THE PROBLEM
Go through the data and report each line that holds the string "PatientListItem".

----- MATERIAL SHOWN

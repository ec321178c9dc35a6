//! Patient list, detail and edit operations.
//!
//! Every call reloads both documents from disk, works on the in-memory
//! copies and writes back only the documents it changed.

use serde::{Deserialize, Serialize};

use crate::models::{PatientRecord, RunStatus};
use crate::store::ledger::{get_status, reset_entries, set_status};
use crate::store::records::{find, find_mut};
use crate::store::{PanelStore, StoreError};

#[derive(Debug, thiserror::Error)]
pub enum PatientError {
    #[error("Patient {0} not found")]
    NotFound(String),

    #[error(transparent)]
    Store(#[from] StoreError),
}

/// Row of the patient table.
#[derive(Debug, Clone, PartialEq, Serialize)]
#[serde(rename_all = "camelCase")]
pub struct PatientListItem {
    pub id: String,
    pub full_name: String,
    pub birth_date: String,
    pub gender: String,
    pub phone: String,
    pub email: String,
    pub demographic: String,
    pub run_status: RunStatus,
}

/// Detail view: the list row, the editable fields in their stored
/// snake_case names, and the untouched record for read-only display.
#[derive(Debug, Clone, PartialEq, Serialize)]
pub struct PatientDetail {
    #[serde(flatten)]
    pub summary: PatientListItem,
    pub first_name: String,
    pub last_name: String,
    pub additional_context: String,
    pub current_medications: String,
    pub allergies: String,
    pub past_medical_history: String,
    #[serde(rename = "rawHeidi")]
    pub raw: PatientRecord,
}

/// PATCH body. Absent (or null) fields are left alone; unknown keys are
/// ignored. An empty string is a real value and is written.
#[derive(Debug, Clone, Default, Deserialize)]
pub struct PatientUpdate {
    pub first_name: Option<String>,
    pub last_name: Option<String>,
    pub phone: Option<String>,
    pub email: Option<String>,
    pub additional_context: Option<String>,
    pub current_medications: Option<String>,
    pub allergies: Option<String>,
    pub past_medical_history: Option<String>,
    #[serde(rename = "runStatus")]
    pub run_status: Option<RunStatus>,
}

impl PatientUpdate {
    /// Write every present record field onto `record`.
    ///
    /// Returns `true` when at least one record field was present, i.e. the
    /// record document needs saving.
    pub fn apply_to(&self, record: &mut PatientRecord) -> bool {
        let mut touched = false;
        let fields = [
            (&self.first_name, &mut record.first_name),
            (&self.last_name, &mut record.last_name),
            (&self.phone, &mut record.phone),
            (&self.email, &mut record.email),
            (&self.additional_context, &mut record.additional_context),
            (&self.current_medications, &mut record.current_medications),
            (&self.allergies, &mut record.allergies),
            (&self.past_medical_history, &mut record.past_medical_history),
        ];
        for (value, slot) in fields {
            if let Some(value) = value {
                slot.clone_from(value);
                touched = true;
            }
        }

        if self.first_name.is_some() || self.last_name.is_some() {
            record.refresh_demographic();
        }
        touched
    }
}

pub fn to_list_item(record: &PatientRecord, run_status: RunStatus) -> PatientListItem {
    PatientListItem {
        id: record.id.clone(),
        full_name: record.full_name(),
        birth_date: record.birth_date.clone(),
        gender: record.gender.clone(),
        phone: record.phone.clone(),
        email: record.email.clone(),
        demographic: record.demographic_string.clone(),
        run_status,
    }
}

pub fn to_detail(record: &PatientRecord, run_status: RunStatus) -> PatientDetail {
    PatientDetail {
        summary: to_list_item(record, run_status),
        first_name: record.first_name.clone(),
        last_name: record.last_name.clone(),
        additional_context: record.additional_context.clone(),
        current_medications: record.current_medications.clone(),
        allergies: record.allergies.clone(),
        past_medical_history: record.past_medical_history.clone(),
        raw: record.clone(),
    }
}

/// All patients in stored order with their current run status.
pub fn list_patients(store: &PanelStore) -> Result<Vec<PatientListItem>, PatientError> {
    let records = store.records.load()?;
    let ledger = store.ledger.load()?;

    Ok(records
        .iter()
        .map(|r| to_list_item(r, get_status(&r.id, &ledger)))
        .collect())
}

pub fn get_patient(store: &PanelStore, id: &str) -> Result<PatientDetail, PatientError> {
    let records = store.records.load()?;
    let ledger = store.ledger.load()?;

    let record = find(&records, id).ok_or_else(|| PatientError::NotFound(id.to_string()))?;
    Ok(to_detail(record, get_status(id, &ledger)))
}

/// Apply a partial update to one patient and return the refreshed detail.
///
/// The record document is written only if a record field was present, the
/// ledger only if `runStatus` was present. The two writes are independent.
pub fn update_patient(
    store: &PanelStore,
    id: &str,
    update: &PatientUpdate,
) -> Result<PatientDetail, PatientError> {
    let mut records = store.records.load()?;
    let mut ledger = store.ledger.load()?;

    let record =
        find_mut(&mut records, id).ok_or_else(|| PatientError::NotFound(id.to_string()))?;
    let record_touched = update.apply_to(record);
    let detail_source = record.clone();

    if record_touched {
        store.records.save(&records)?;
        tracing::info!(patient_id = id, "Patient record updated");
    }

    if let Some(status) = update.run_status {
        set_status(id, status, &mut ledger);
        store.ledger.save(&ledger)?;
        tracing::info!(patient_id = id, run_status = %status, "Run status updated");
    }

    Ok(to_detail(&detail_source, get_status(id, &ledger)))
}

/// Replace the ledger with a `NOT_RUN` entry for every known patient.
/// Returns the number of entries written.
pub fn reset_run_statuses(store: &PanelStore) -> Result<usize, PatientError> {
    let records = store.records.load()?;
    let ledger = reset_entries(&records);
    store.ledger.save(&ledger)?;

    tracing::info!(count = ledger.len(), "All run statuses reset");
    Ok(ledger.len())
}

----------

EXERCISE RESPONSE
pub struct PatientListItem {
    pub summary: PatientListItem,
pub fn to_list_item(record: &PatientRecord, run_status: RunStatus) -> PatientListItem {
    PatientListItem {
pub fn list_patients(store: &PanelStore) -> Result<Vec<PatientListItem>, PatientError> {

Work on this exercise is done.